(RECORDS FOR THIS EXERCISE begins)
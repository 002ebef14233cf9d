//! # OSCAL Catalog Ingestion
//!
//! Serde models for the OSCAL catalog document and the flattening pass
//! that turns its two-level group/control/enhancement tree into a flat
//! `Vec<Control>` in document order.
//!
//! Prose extraction mirrors the published dataset: a control's `statement`
//! parts become `control_text`, its `guidance` parts become `discussion`,
//! and `links` with `rel == "related"` become the related-control list.

use serde::Deserialize;

use ncsb_core::{Control, ControlId, NcsbError};

use crate::id::oscal_id_to_control_id;

/// Top-level OSCAL catalog document.
#[derive(Debug, Deserialize)]
pub struct CatalogDocument {
    /// The catalog body.
    pub catalog: Catalog,
}

/// The catalog body: groups of controls (one group per family).
#[derive(Debug, Default, Deserialize)]
pub struct Catalog {
    #[serde(default)]
    pub groups: Vec<Group>,
}

/// A control family group.
#[derive(Debug, Deserialize)]
pub struct Group {
    #[serde(default)]
    pub controls: Vec<OscalControl>,
}

/// A control as it appears in the OSCAL tree. Enhancements nest one level
/// deep inside their base control's `controls` array.
#[derive(Debug, Deserialize)]
pub struct OscalControl {
    pub id: String,
    pub title: Option<String>,
    #[serde(default)]
    pub parts: Vec<Part>,
    #[serde(default)]
    pub links: Vec<Link>,
    #[serde(default)]
    pub controls: Vec<OscalControl>,
}

/// A prose part; parts nest arbitrarily.
#[derive(Debug, Deserialize)]
pub struct Part {
    pub name: Option<String>,
    pub prose: Option<String>,
    #[serde(default)]
    pub parts: Vec<Part>,
}

/// A link attached to a control.
#[derive(Debug, Deserialize)]
pub struct Link {
    pub rel: Option<String>,
    pub href: Option<String>,
}

/// Parse an OSCAL catalog JSON document into a flat list of controls.
///
/// Controls appear in document order: each base control immediately
/// followed by its enhancements. Enhancement records carry their parent's
/// canonical identifier.
///
/// # Errors
///
/// Returns [`NcsbError::OscalParse`] when the document is not valid JSON
/// or lacks the catalog envelope. Missing optional fields (titles, prose,
/// links) are tolerated.
pub fn parse_catalog(json: &str) -> Result<Vec<Control>, NcsbError> {
    let doc: CatalogDocument = serde_json::from_str(json)
        .map_err(|e| NcsbError::OscalParse(format!("invalid OSCAL catalog document: {e}")))?;

    let mut out = Vec::new();
    for group in &doc.catalog.groups {
        for ctrl in &group.controls {
            out.push(flatten_control(ctrl));
            for enh in &ctrl.controls {
                out.push(flatten_control(enh));
            }
        }
    }
    Ok(out)
}

/// Convert one OSCAL control node into a typed record.
fn flatten_control(ctrl: &OscalControl) -> Control {
    let id = oscal_id_to_control_id(&ctrl.id);
    Control::new(
        id,
        ctrl.title.clone(),
        collect_prose(&ctrl.parts, "statement"),
        collect_prose(&ctrl.parts, "guidance"),
        related_controls(&ctrl.links),
    )
}

/// Recursively collect prose from parts whose `name` equals `target`.
///
/// A matching part contributes its own prose plus the prose of its direct
/// sub-parts; non-matching parts are searched recursively. Fragments are
/// newline-joined.
fn collect_prose(parts: &[Part], target: &str) -> Option<String> {
    let mut fragments: Vec<&str> = Vec::new();
    collect_prose_into(parts, target, &mut fragments);
    if fragments.is_empty() {
        None
    } else {
        Some(fragments.join("\n"))
    }
}

fn collect_prose_into<'a>(parts: &'a [Part], target: &str, fragments: &mut Vec<&'a str>) {
    for part in parts {
        if part.name.as_deref() == Some(target) {
            if let Some(prose) = &part.prose {
                fragments.push(prose);
            }
            for sub in &part.parts {
                if let Some(prose) = &sub.prose {
                    fragments.push(prose);
                }
            }
        } else if !part.parts.is_empty() {
            collect_prose_into(&part.parts, target, fragments);
        }
    }
}

/// Extract related-control identifiers from a control's links.
///
/// Only `rel == "related"` links with a `#`-prefixed fragment href count.
fn related_controls(links: &[Link]) -> Vec<ControlId> {
    links
        .iter()
        .filter(|link| link.rel.as_deref() == Some("related"))
        .filter_map(|link| link.href.as_deref())
        .filter_map(|href| href.strip_prefix('#'))
        .map(oscal_id_to_control_id)
        .collect()
}

#[cfg(test)]
mod tests {
    use super::*;

    const SAMPLE: &str = r##"{
      "catalog": {
        "groups": [
          {
            "controls": [
              {
                "id": "ac-2",
                "title": "Account Management",
                "parts": [
                  {"name": "statement", "prose": "Define system accounts.",
                   "parts": [{"name": "item", "prose": "Assign account managers."}]},
                  {"name": "guidance", "prose": "Accounts include individual and group accounts."}
                ],
                "links": [
                  {"rel": "related", "href": "#ac-3"},
                  {"rel": "reference", "href": "#some-doc"},
                  {"rel": "related", "href": "#ac-5"}
                ],
                "controls": [
                  {
                    "id": "ac-2.1",
                    "title": "Automated System Account Management",
                    "parts": [{"name": "statement", "prose": "Use automated mechanisms."}]
                  }
                ]
              }
            ]
          }
        ]
      }
    }"##;

    #[test]
    fn test_parse_catalog_flattens_in_document_order() {
        let controls = parse_catalog(SAMPLE).unwrap();
        let ids: Vec<&str> = controls.iter().map(|c| c.id.as_str()).collect();
        assert_eq!(ids, vec!["AC-2", "AC-2(1)"]);
    }

    #[test]
    fn test_enhancement_parent_linkage() {
        let controls = parse_catalog(SAMPLE).unwrap();
        assert_eq!(controls[0].parent, None);
        assert_eq!(
            controls[1].parent,
            Some(ControlId::normalize("AC-2"))
        );
        assert_eq!(controls[1].family, "AC");
    }

    #[test]
    fn test_statement_prose_includes_subparts() {
        let controls = parse_catalog(SAMPLE).unwrap();
        assert_eq!(
            controls[0].text.as_deref(),
            Some("Define system accounts.\nAssign account managers.")
        );
        assert_eq!(
            controls[0].discussion.as_deref(),
            Some("Accounts include individual and group accounts.")
        );
    }

    #[test]
    fn test_related_links_filtered_by_rel() {
        let controls = parse_catalog(SAMPLE).unwrap();
        let related: Vec<&str> = controls[0].related.iter().map(|c| c.as_str()).collect();
        assert_eq!(related, vec!["AC-3", "AC-5"]);
    }

    #[test]
    fn test_missing_optional_fields_tolerated() {
        let json = r#"{"catalog": {"groups": [{"controls": [{"id": "sc-7"}]}]}}"#;
        let controls = parse_catalog(json).unwrap();
        assert_eq!(controls.len(), 1);
        assert_eq!(controls[0].id.as_str(), "SC-7");
        assert_eq!(controls[0].name, None);
        assert_eq!(controls[0].text, None);
        assert!(controls[0].related.is_empty());
    }

    #[test]
    fn test_empty_catalog() {
        let controls = parse_catalog(r#"{"catalog": {}}"#).unwrap();
        assert!(controls.is_empty());
    }

    #[test]
    fn test_invalid_json_rejected() {
        assert!(parse_catalog("not json").is_err());
        assert!(parse_catalog(r#"{"profile": {}}"#).is_err());
    }
}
(RECORDS FOR THIS EXERCISE ends)
AIM OF THE TASK: Lines containing the string "matching" in the listing: say how many there are, giving only the number.

YOUR RESPONSE: 2